### Supplied records ###

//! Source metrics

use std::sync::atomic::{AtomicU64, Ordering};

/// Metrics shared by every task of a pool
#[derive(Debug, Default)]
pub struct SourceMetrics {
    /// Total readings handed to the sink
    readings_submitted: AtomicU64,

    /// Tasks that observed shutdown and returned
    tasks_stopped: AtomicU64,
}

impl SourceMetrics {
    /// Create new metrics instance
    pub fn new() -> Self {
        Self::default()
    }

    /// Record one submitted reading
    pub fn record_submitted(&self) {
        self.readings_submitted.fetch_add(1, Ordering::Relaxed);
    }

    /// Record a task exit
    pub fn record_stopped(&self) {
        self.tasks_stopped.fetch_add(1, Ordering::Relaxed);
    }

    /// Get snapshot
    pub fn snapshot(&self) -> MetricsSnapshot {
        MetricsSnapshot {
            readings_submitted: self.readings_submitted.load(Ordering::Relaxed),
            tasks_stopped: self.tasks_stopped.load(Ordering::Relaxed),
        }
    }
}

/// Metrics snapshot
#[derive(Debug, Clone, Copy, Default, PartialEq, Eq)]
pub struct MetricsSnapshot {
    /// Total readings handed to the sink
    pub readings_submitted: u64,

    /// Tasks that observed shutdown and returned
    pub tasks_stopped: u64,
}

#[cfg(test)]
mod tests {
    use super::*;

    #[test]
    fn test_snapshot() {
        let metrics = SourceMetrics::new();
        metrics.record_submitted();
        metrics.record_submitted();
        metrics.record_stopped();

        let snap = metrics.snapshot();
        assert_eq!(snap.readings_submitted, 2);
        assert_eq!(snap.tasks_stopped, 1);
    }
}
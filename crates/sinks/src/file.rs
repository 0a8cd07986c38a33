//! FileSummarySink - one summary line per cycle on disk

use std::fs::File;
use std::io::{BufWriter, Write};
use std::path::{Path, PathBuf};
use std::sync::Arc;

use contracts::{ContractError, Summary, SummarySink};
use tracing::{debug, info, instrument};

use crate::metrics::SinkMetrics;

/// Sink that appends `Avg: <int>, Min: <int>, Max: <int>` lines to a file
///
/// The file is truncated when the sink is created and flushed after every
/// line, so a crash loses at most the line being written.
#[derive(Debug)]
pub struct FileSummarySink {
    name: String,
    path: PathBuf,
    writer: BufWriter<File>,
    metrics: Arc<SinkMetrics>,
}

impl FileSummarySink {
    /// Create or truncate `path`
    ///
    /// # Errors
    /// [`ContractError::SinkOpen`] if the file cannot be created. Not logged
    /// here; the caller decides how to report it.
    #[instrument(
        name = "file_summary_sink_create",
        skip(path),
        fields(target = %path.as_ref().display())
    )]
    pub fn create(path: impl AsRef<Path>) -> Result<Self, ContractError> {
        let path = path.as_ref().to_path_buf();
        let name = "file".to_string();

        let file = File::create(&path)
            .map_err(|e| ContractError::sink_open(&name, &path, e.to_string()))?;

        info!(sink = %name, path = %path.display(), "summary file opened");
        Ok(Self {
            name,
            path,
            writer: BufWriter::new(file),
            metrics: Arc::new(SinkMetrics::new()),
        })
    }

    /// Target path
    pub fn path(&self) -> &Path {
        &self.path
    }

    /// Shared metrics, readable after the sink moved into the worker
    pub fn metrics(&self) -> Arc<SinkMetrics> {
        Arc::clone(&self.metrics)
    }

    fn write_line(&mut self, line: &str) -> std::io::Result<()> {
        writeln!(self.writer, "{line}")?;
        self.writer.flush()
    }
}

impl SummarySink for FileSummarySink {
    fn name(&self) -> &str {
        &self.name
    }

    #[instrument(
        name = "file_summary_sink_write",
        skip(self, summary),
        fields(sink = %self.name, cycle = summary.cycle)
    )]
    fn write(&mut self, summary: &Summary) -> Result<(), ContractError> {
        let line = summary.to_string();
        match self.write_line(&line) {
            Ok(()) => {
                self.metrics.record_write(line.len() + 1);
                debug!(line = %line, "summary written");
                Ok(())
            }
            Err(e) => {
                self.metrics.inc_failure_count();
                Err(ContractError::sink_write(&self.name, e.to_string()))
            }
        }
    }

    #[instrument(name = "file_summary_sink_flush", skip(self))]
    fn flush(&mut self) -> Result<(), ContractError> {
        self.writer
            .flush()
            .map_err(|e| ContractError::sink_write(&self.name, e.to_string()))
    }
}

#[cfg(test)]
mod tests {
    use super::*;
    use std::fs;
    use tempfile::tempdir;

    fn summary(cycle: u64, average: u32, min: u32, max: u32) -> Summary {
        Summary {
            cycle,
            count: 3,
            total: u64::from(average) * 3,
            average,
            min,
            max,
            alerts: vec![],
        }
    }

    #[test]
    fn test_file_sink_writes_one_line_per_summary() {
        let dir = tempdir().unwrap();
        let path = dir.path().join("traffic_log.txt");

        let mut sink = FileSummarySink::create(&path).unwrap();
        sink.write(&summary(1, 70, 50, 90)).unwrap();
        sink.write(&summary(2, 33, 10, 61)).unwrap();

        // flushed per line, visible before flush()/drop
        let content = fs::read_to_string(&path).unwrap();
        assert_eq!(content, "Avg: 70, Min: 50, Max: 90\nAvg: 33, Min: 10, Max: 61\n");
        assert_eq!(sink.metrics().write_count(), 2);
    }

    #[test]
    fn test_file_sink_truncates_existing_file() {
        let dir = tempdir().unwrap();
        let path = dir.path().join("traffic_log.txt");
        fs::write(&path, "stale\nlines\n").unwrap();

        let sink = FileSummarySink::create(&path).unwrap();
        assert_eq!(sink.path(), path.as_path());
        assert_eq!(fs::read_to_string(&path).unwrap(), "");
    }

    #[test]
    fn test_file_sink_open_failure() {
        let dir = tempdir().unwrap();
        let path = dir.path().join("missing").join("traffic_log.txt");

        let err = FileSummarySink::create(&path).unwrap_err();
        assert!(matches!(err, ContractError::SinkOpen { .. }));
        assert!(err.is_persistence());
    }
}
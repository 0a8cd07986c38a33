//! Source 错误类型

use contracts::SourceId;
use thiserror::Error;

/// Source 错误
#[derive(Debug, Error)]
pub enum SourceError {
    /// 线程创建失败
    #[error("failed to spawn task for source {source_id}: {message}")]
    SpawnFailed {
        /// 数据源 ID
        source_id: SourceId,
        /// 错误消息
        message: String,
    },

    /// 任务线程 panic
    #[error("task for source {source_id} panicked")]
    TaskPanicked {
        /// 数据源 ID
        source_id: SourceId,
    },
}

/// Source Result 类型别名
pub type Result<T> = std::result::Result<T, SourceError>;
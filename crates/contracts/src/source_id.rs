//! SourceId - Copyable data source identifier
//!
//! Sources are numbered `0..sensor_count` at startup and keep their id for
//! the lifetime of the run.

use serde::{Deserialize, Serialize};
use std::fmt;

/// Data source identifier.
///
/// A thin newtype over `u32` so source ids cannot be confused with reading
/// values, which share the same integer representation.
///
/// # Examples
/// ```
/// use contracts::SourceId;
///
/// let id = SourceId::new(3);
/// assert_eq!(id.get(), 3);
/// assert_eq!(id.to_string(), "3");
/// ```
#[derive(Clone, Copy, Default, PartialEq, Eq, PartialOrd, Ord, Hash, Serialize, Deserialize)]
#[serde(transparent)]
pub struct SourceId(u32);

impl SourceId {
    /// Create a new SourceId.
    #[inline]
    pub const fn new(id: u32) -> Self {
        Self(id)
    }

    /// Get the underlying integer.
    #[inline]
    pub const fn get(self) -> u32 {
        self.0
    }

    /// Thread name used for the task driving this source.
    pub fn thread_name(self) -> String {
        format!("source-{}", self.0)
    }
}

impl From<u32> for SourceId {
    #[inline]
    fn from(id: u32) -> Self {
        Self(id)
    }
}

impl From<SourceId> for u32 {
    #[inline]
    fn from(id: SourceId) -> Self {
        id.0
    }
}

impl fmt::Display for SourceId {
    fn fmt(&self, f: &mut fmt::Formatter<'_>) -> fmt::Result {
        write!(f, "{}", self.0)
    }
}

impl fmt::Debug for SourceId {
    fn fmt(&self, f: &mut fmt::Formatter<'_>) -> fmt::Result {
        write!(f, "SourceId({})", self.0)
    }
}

###

Aim of the exercise => Looking at the entries above, state the number of lines that contain "Serialize" and add nothing more.

Result of this exercise => 2